■ **Problem requirements**:
In the data below, how many lines include the string "Deserialize"? Give only the number.

■ **Given entries**:
//! Source download and metadata lookup using yt-dlp.

use std::path::{Path, PathBuf};
use std::process::Stdio;
use std::time::Duration;
use tokio::process::Command;
use tracing::{debug, info, warn};

use crate::command::check_ytdlp;
use crate::error::{MediaError, MediaResult};

/// Format selector capping sources at 720p.
pub const DEFAULT_FORMAT: &str = "best[height<=720]/bestvideo[height<=720]+bestaudio/best";

/// yt-dlp invocation settings.
#[derive(Debug, Clone)]
pub struct DownloadOptions {
    /// yt-dlp `-f` format selector
    pub format: String,
    /// Kill yt-dlp after this long
    pub timeout: Duration,
    /// Netscape cookies file passed to yt-dlp, if any
    pub cookies_file: Option<PathBuf>,
}

impl Default for DownloadOptions {
    fn default() -> Self {
        Self {
            format: DEFAULT_FORMAT.to_string(),
            timeout: Duration::from_secs(1800),
            cookies_file: None,
        }
    }
}

impl DownloadOptions {
    fn download_args(&self, url: &str, template: &str) -> Vec<String> {
        let mut args: Vec<String> = vec![
            "-f".into(),
            self.format.clone(),
            "--merge-output-format".into(),
            "mp4".into(),
            "--no-playlist".into(),
            "--no-progress".into(),
            "--no-simulate".into(),
            "--print".into(),
            "after_move:filepath".into(),
            "-o".into(),
            template.to_string(),
        ];
        if let Some(cookies) = &self.cookies_file {
            args.push("--cookies".into());
            args.push(cookies.to_string_lossy().to_string());
        }
        args.push(url.to_string());
        args
    }
}

/// Download `url` into `dir` as `{stem}.<ext>`, returning the final file path.
pub async fn download_video(
    url: &str,
    dir: impl AsRef<Path>,
    stem: &str,
    options: &DownloadOptions,
) -> MediaResult<PathBuf> {
    let dir = dir.as_ref();
    check_ytdlp()?;
    tokio::fs::create_dir_all(dir).await?;

    let template = dir.join(format!("{}.%(ext)s", stem));
    let args = options.download_args(url, &template.to_string_lossy());

    info!(url = %url, dir = %dir.display(), "Downloading video");

    let stdout = run_ytdlp(&args, options.timeout).await?;

    let printed = stdout
        .lines()
        .map(str::trim)
        .filter(|l| !l.is_empty())
        .last()
        .map(PathBuf::from);

    let path = match printed {
        Some(path) if path.exists() => path,
        _ => find_by_stem(dir, stem)
            .await?
            .ok_or_else(|| MediaError::download_failed("Output file not created"))?,
    };

    let size = tokio::fs::metadata(&path).await?.len();
    if size == 0 {
        return Err(MediaError::download_failed("Downloaded file is empty"));
    }

    info!(
        output = %path.display(),
        size_mb = size as f64 / (1024.0 * 1024.0),
        "Downloaded video successfully"
    );
    Ok(path)
}

/// Look up the title of a remote video without downloading it.
pub async fn fetch_title(url: &str, timeout: Duration) -> MediaResult<String> {
    check_ytdlp()?;
    let args = [
        "--print".to_string(),
        "title".to_string(),
        "--no-download".to_string(),
        "--no-playlist".to_string(),
        url.to_string(),
    ];
    let stdout = run_ytdlp(&args, timeout).await?;
    stdout
        .lines()
        .map(str::trim)
        .find(|l| !l.is_empty())
        .map(str::to_string)
        .ok_or_else(|| MediaError::download_failed("yt-dlp returned no title"))
}

async fn run_ytdlp(args: &[String], timeout: Duration) -> MediaResult<String> {
    let child = Command::new("yt-dlp")
        .args(args)
        .stdin(Stdio::null())
        .stdout(Stdio::piped())
        .stderr(Stdio::piped())
        .kill_on_drop(true)
        .output();

    let output = match tokio::time::timeout(timeout, child).await {
        Ok(output) => output?,
        Err(_) => {
            warn!("yt-dlp timed out after {} seconds", timeout.as_secs());
            return Err(MediaError::Timeout(timeout.as_secs()));
        }
    };

    if !output.status.success() {
        let stderr = String::from_utf8_lossy(&output.stderr);
        debug!("yt-dlp stderr: {}", stderr);
        let error_msg = last_error_line(&stderr).unwrap_or("Unknown error");
        return Err(MediaError::download_failed(format!("yt-dlp failed: {}", error_msg)));
    }

    Ok(String::from_utf8_lossy(&output.stdout).to_string())
}

/// Most relevant line of yt-dlp stderr: the last `ERROR:` line, else the last line.
fn last_error_line(stderr: &str) -> Option<&str> {
    stderr
        .lines()
        .rev()
        .find(|l| l.starts_with("ERROR:"))
        .or_else(|| stderr.lines().rev().find(|l| !l.trim().is_empty()))
        .map(str::trim)
}

async fn find_by_stem(dir: &Path, stem: &str) -> MediaResult<Option<PathBuf>> {
    let mut entries = tokio::fs::read_dir(dir).await?;
    while let Some(entry) = entries.next_entry().await? {
        let path = entry.path();
        let matches = path.file_stem().and_then(|s| s.to_str()) == Some(stem)
            && path.extension().and_then(|e| e.to_str()) != Some("part");
        if matches {
            return Ok(Some(path));
        }
    }
    Ok(None)
}

#[cfg(test)]
mod tests {
    use super::*;

    #[test]
    fn test_download_args() {
        let options = DownloadOptions::default();
        let args = options.download_args("https://youtu.be/abc", "/tmp/x/abc.%(ext)s");
        assert_eq!(args[0], "-f");
        assert_eq!(args[1], DEFAULT_FORMAT);
        assert!(args.contains(&"--no-playlist".to_string()));
        assert!(args.windows(2).any(|w| w[0] == "--print" && w[1] == "after_move:filepath"));
        assert_eq!(args.last().unwrap(), "https://youtu.be/abc");
        assert!(!args.contains(&"--cookies".to_string()));
    }

    #[test]
    fn test_download_args_with_cookies() {
        let options = DownloadOptions {
            cookies_file: Some(PathBuf::from("/etc/cookies.txt")),
            ..Default::default()
        };
        let args = options.download_args("https://example.com/v", "t");
        assert!(args.windows(2).any(|w| w[0] == "--cookies" && w[1] == "/etc/cookies.txt"));
    }

    #[test]
    fn test_last_error_line() {
        let stderr = "[youtube] abc: Downloading webpage\nERROR: [youtube] abc: Video unavailable\nsome trailer\n";
        assert_eq!(last_error_line(stderr), Some("ERROR: [youtube] abc: Video unavailable"));
        assert_eq!(last_error_line("only line\n"), Some("only line"));
        assert_eq!(last_error_line(""), None);
    }

    #[tokio::test]
    async fn test_find_by_stem_skips_partial_files() {
        let dir = tempfile::tempdir().unwrap();
        tokio::fs::write(dir.path().join("vid.part"), b"x").await.unwrap();
        assert!(find_by_stem(dir.path(), "vid").await.unwrap().is_none());

        tokio::fs::write(dir.path().join("vid.mp4"), b"x").await.unwrap();
        let found = find_by_stem(dir.path(), "vid").await.unwrap().unwrap();
        assert_eq!(found.file_name().unwrap(), "vid.mp4");
    }
}
//! Opaque identifiers for tasks, sources, clips and users.

use schemars::JsonSchema;
use serde::{Deserialize, Serialize};
use std::fmt;
use uuid::Uuid;

macro_rules! uuid_id {
    ($(#[$meta:meta])* $name:ident) => {
        $(#[$meta])*
        #[derive(Debug, Clone, PartialEq, Eq, Hash, PartialOrd, Ord, Serialize, Deserialize, JsonSchema)]
        #[serde(transparent)]
        pub struct $name(pub String);

        impl $name {
            /// Generate a new random identifier.
            pub fn new() -> Self {
                Self(Uuid::new_v4().to_string())
            }

            /// Create from an existing string.
            pub fn from_string(s: impl Into<String>) -> Self {
                Self(s.into())
            }

            /// Get the inner string.
            pub fn as_str(&self) -> &str {
                &self.0
            }
        }

        impl Default for $name {
            fn default() -> Self {
                Self::new()
            }
        }

        impl fmt::Display for $name {
            fn fmt(&self, f: &mut fmt::Formatter<'_>) -> fmt::Result {
                write!(f, "{}", self.0)
            }
        }

        impl From<String> for $name {
            fn from(s: String) -> Self {
                Self(s)
            }
        }

        impl From<&str> for $name {
            fn from(s: &str) -> Self {
                Self(s.to_string())
            }
        }
    };
}

uuid_id!(
    /// Unique identifier for a task.
    TaskId
);

uuid_id!(
    /// Unique identifier for a resolved source.
    SourceId
);

uuid_id!(
    /// Unique identifier for a rendered clip.
    ClipId
);

/// Identifier of the user that owns a task.
///
/// Issued by the external identity provider; never generated here.
#[derive(Debug, Clone, PartialEq, Eq, Hash, Serialize, Deserialize, JsonSchema)]
#[serde(transparent)]
pub struct UserId(pub String);

impl UserId {
    pub fn new(s: impl Into<String>) -> Self {
        Self(s.into())
    }

    pub fn as_str(&self) -> &str {
        &self.0
    }
}

impl fmt::Display for UserId {
    fn fmt(&self, f: &mut fmt::Formatter<'_>) -> fmt::Result {
        write!(f, "{}", self.0)
    }
}

impl From<&str> for UserId {
    fn from(s: &str) -> Self {
        Self(s.to_string())
    }
}
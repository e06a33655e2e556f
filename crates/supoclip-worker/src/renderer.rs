//! FFmpeg-backed clip renderer.

use std::sync::Arc;
use std::time::Duration;

use async_trait::async_trait;
use tracing::{info, warn};

use supoclip_media::{
    build_cues, plan_crop, render_clip, ClipRenderSpec, FaceDetector, FfmpegRunner, FontCatalog,
};
use supoclip_media::captions::DEFAULT_WORDS_PER_CUE;

use crate::error::PipelineError;
use crate::stages::{ClipRenderer, RenderJob, RenderedClip};

/// Production [`ClipRenderer`]: 9:16 crop, burned captions, H.264/AAC.
///
/// With a [`FaceDetector`] the crop follows the largest face in the segment.
#[derive(Clone)]
pub struct FfmpegClipRenderer {
    fonts: FontCatalog,
    timeout: Duration,
    words_per_cue: usize,
    face_detector: Option<Arc<dyn FaceDetector>>,
}

impl FfmpegClipRenderer {
    pub fn new(fonts: FontCatalog, timeout: Duration) -> Self {
        Self {
            fonts,
            timeout,
            words_per_cue: DEFAULT_WORDS_PER_CUE,
            face_detector: None,
        }
    }

    pub fn with_face_detector(mut self, detector: Arc<dyn FaceDetector>) -> Self {
        self.face_detector = Some(detector);
        self
    }

    pub fn with_words_per_cue(mut self, words: usize) -> Self {
        self.words_per_cue = words.max(1);
        self
    }
}

#[async_trait]
impl ClipRenderer for FfmpegClipRenderer {
    async fn render(&self, job: &RenderJob) -> Result<RenderedClip, PipelineError> {
        let font = self.fonts.resolve(&job.font.family).await;
        if font.is_fallback() {
            warn!(
                task_id = %job.task_id,
                requested = %job.font.family,
                using = font.family(),
                "Requested font unavailable, using fallback"
            );
        }
        let font_family = font.family().to_string();

        let mut spec = ClipRenderSpec {
            input: job.input.clone(),
            output: job.output.clone(),
            start: job.segment.start,
            end: job.segment.end,
            cues: build_cues(&job.captions, job.segment.start, job.segment.end, self.words_per_cue),
            font,
            font_size: job.font.size,
            font_color: job.font.color.clone(),
            crop: None,
        };

        if let Some(detector) = &self.face_detector {
            let scratch = spec.scratch_dir("frames");
            match plan_crop(&spec.input, spec.start, spec.end, &scratch, detector.as_ref()).await {
                Ok(crop) => spec.crop = Some(crop),
                Err(e) => warn!(
                    task_id = %job.task_id,
                    segment_index = job.index,
                    error = %e,
                    "Face framing failed, using centre crop"
                ),
            }
        }

        let runner = FfmpegRunner::new()
            .with_timeout(self.timeout)
            .with_label("render_clip");

        let info = render_clip(&spec, &runner).await.map_err(|e| {
            if let Some(stderr) = e.stderr() {
                warn!(
                    task_id = %job.task_id,
                    segment_index = job.index,
                    stderr = %stderr,
                    "FFmpeg output"
                );
            }
            PipelineError::render(job.index, e.to_string())
        })?;

        info!(
            task_id = %job.task_id,
            segment_index = job.index,
            duration_secs = info.duration,
            output = %job.output.display(),
            "Clip rendered"
        );

        Ok(RenderedClip {
            index: job.index,
            path: job.output.clone(),
            duration: info.duration,
            font_family,
        })
    }
}
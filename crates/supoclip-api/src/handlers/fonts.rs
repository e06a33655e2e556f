//! Font catalog.

use axum::extract::State;
use axum::Json;

use supoclip_models::FontInfo;

use crate::error::ApiResult;
use crate::state::AppState;

/// GET /api/fonts
pub async fn list_fonts(State(state): State<AppState>) -> ApiResult<Json<Vec<FontInfo>>> {
    Ok(Json(state.fonts.list().await?))
}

■ **Expected answer**:
3